══ TASK DATA
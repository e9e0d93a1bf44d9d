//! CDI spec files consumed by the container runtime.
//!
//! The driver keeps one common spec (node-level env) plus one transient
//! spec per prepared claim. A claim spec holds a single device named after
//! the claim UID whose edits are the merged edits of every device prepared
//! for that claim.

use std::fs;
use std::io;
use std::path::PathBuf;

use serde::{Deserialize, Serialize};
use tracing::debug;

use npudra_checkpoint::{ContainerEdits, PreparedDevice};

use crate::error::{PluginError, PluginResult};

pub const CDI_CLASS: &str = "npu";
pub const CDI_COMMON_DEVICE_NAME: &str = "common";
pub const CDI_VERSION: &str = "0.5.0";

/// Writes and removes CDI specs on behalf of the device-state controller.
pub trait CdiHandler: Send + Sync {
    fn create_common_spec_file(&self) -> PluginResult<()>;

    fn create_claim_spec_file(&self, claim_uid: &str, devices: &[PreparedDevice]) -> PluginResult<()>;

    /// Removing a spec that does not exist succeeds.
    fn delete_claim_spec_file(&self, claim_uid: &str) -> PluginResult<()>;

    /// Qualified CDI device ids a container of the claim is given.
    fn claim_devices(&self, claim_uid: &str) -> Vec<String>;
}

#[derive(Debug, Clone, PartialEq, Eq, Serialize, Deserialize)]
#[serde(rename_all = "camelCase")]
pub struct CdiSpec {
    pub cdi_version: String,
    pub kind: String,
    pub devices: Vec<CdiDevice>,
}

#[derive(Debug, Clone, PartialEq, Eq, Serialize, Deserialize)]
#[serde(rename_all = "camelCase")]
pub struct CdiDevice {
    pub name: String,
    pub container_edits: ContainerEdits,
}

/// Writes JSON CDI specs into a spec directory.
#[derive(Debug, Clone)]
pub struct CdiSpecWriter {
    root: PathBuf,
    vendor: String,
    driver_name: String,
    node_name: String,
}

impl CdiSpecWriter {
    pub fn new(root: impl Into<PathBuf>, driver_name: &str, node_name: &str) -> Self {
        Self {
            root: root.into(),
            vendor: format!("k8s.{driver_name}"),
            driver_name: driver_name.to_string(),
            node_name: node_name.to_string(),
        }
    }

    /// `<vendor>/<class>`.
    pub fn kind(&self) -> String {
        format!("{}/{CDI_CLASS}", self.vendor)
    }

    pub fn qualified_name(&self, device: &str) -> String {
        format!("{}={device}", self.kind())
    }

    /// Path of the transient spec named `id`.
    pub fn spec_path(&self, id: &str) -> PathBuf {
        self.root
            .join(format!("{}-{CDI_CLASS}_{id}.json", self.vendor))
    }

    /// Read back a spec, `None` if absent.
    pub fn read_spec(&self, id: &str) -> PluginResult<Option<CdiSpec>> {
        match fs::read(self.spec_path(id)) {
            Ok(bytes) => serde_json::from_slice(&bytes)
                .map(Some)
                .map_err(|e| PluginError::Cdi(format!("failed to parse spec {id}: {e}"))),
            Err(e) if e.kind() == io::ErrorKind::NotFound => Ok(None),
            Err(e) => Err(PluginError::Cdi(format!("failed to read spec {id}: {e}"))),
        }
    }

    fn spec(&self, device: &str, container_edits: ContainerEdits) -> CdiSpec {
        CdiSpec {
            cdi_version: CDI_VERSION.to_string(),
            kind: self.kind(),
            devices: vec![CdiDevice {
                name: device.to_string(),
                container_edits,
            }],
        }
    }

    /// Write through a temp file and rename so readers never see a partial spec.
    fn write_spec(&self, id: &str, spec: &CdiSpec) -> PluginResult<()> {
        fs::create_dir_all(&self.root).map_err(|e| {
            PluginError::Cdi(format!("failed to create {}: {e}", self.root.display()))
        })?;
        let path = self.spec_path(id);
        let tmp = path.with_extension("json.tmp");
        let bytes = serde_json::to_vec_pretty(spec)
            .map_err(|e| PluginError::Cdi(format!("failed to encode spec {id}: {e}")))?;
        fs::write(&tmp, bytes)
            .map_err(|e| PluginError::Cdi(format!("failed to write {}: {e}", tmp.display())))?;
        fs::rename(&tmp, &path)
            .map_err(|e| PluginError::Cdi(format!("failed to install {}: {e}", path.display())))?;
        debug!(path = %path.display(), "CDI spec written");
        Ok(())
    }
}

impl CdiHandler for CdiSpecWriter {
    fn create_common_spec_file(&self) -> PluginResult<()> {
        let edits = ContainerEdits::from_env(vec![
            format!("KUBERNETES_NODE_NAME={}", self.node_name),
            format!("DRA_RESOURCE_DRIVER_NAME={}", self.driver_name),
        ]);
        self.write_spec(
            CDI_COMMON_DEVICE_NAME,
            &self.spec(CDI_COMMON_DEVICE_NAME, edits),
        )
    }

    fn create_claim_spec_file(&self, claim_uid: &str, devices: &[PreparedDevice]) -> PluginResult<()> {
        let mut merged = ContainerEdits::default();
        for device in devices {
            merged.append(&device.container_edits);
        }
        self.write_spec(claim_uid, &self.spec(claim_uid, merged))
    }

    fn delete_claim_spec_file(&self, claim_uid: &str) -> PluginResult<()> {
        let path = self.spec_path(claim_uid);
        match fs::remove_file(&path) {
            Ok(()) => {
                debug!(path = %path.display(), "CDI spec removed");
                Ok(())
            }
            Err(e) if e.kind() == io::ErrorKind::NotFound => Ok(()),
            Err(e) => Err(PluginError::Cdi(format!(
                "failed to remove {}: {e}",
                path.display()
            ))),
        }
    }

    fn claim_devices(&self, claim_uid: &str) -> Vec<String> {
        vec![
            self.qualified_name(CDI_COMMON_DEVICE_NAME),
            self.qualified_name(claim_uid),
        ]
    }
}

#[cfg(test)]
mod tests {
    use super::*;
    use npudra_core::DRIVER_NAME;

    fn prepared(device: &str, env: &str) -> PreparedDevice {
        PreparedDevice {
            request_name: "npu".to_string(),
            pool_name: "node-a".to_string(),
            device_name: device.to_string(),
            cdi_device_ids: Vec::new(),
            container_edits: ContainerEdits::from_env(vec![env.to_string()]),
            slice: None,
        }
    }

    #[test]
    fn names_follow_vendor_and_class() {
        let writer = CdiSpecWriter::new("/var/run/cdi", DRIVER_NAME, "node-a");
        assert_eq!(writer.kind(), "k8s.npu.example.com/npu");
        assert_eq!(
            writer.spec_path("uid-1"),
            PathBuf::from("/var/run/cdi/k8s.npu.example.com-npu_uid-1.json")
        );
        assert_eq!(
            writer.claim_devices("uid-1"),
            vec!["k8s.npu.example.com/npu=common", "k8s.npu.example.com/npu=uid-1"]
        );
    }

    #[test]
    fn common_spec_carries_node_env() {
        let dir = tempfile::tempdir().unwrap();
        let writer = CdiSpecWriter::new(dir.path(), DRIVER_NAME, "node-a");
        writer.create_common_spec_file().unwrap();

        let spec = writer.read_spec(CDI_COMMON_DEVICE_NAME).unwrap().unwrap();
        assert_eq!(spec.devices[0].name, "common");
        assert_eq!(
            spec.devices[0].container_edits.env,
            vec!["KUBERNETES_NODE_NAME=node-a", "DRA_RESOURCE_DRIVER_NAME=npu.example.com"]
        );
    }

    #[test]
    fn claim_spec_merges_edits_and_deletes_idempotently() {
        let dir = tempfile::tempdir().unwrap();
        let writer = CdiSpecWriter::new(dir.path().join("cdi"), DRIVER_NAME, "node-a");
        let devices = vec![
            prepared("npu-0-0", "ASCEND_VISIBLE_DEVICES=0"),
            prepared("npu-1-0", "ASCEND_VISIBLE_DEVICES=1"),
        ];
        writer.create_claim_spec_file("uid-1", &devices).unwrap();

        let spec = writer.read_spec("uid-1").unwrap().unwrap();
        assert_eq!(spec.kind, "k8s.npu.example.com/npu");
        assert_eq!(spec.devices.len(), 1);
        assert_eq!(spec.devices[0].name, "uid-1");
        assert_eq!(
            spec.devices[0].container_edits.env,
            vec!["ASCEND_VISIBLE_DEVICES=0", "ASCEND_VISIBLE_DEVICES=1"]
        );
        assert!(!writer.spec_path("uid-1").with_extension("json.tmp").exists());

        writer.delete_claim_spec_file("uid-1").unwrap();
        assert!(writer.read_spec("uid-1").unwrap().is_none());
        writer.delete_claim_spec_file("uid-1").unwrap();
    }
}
════
-- EXERCISE --
In the records above, find each line that mentions the word "ContainerEdits", and copy it.

-- COMPLETED EXERCISE --
use npudra_checkpoint::{ContainerEdits, PreparedDevice};
    pub container_edits: ContainerEdits,
    fn spec(&self, device: &str, container_edits: ContainerEdits) -> CdiSpec {
        let edits = ContainerEdits::from_env(vec![
        let mut merged = ContainerEdits::default();
            container_edits: ContainerEdits::from_env(vec![env.to_string()]),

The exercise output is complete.